A Justiça do Amazonas rejeitou o recurso da Prefeitura de Parintins para barrar o início das obras do Programa de Saneamento Integrado (Prosai), que visa melhorar o sistema de água e esgoto da cidade. O ministro Kassio Nunes Marques decidiu manter a determinação que obriga o prefeito Frank Bi Garcia (PSD) a assinar o termo de uso e ocupação dos espaços necessários para o projeto.
A decisão, assinada pela desembargadora Maria das Graças Pessôa Figueiredo, desconsiderou o pedido de efeito suspensivo apresentado pela prefeitura e determinou uma multa de R$ 50 mil em caso de descumprimento. A desembargadora criticou a postura da gestão de Bi Garcia, considerando-a "negligente" e um obstáculo ao avanço do Prosai, essencial para a melhoria do sistema de distribuição e tratamento de água em Parintins.
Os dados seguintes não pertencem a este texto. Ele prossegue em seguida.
//! Aura Media - 音乐与旁白生成、视频合成自动化
//!
//! 用法: aura-media [config.toml]

use std::path::PathBuf;
use std::sync::Arc;

use aura_media::application::{RunOrchestrator, RunOutcome};
use aura_media::config::{load_config, load_config_from_path, print_config, AppConfig};
use aura_media::infrastructure::adapters::{
    FfmpegMediaTool, FfmpegToolConfig, FileArtifactStorage, HttpInferenceClientConfig,
    HttpInferenceFactory,
};

fn init_tracing(config: &AppConfig) {
    let log_filter = format!("{},aura_media={}", config.log.level, config.log.level);
    let filter = tracing_subscriber::EnvFilter::try_from_default_env()
        .unwrap_or_else(|_| tracing_subscriber::EnvFilter::new(&log_filter));

    // 日志写到 stderr，stdout 留给进度输出
    if config.log.json {
        tracing_subscriber::fmt()
            .json()
            .with_env_filter(filter)
            .with_writer(std::io::stderr)
            .init();
    } else {
        tracing_subscriber::fmt()
            .with_env_filter(filter)
            .with_writer(std::io::stderr)
            .init();
    }
}

#[tokio::main]
async fn main() -> anyhow::Result<()> {
    // 加载配置（优先级：环境变量 > 配置文件 > 默认值）
    let config = match std::env::args_os().nth(1).map(PathBuf::from) {
        Some(path) => load_config_from_path(Some(path.as_path())),
        None => load_config(),
    }
    .map_err(|e| anyhow::anyhow!("Failed to load config: {}", e))?;

    init_tracing(&config);
    tracing::info!("Aura Media - music, voiceover and video assembly");
    print_config(&config);

    let inference = Arc::new(HttpInferenceFactory::new(HttpInferenceClientConfig::from(
        &config.inference,
    )));
    let media_tool = Arc::new(FfmpegMediaTool::new(FfmpegToolConfig::from(&config.media)));
    let storage = Arc::new(FileArtifactStorage::current_dir());

    let orchestrator = RunOrchestrator::new(config, inference, media_tool, storage);
    let report = orchestrator.run().await?;

    match report.outcome {
        Some(RunOutcome::Completed) => tracing::info!(
            elapsed_ms = ?report.elapsed_ms(),
            failures = report.failure_lines().len(),
            "Run finished"
        ),
        Some(outcome) => tracing::warn!(outcome = ?outcome, "Run stopped early"),
        None => {}
    }

    Ok(())
}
O líder comunitário José Ribamar Cardoso afirmou que a tentativa de impedir as obras é uma demonstração clara da falha da administração municipal em resolver problemas críticos de abastecimento de água.
O Prosai inclui a recuperação de redes de água, a construção de novos poços e centros de distribuição, além de uma nova rede de esgoto. A decisão da Justiça sublinha a urgência das obras devido à atual escassez de água e a necessidade de garantir um sistema de saneamento adequado para a população.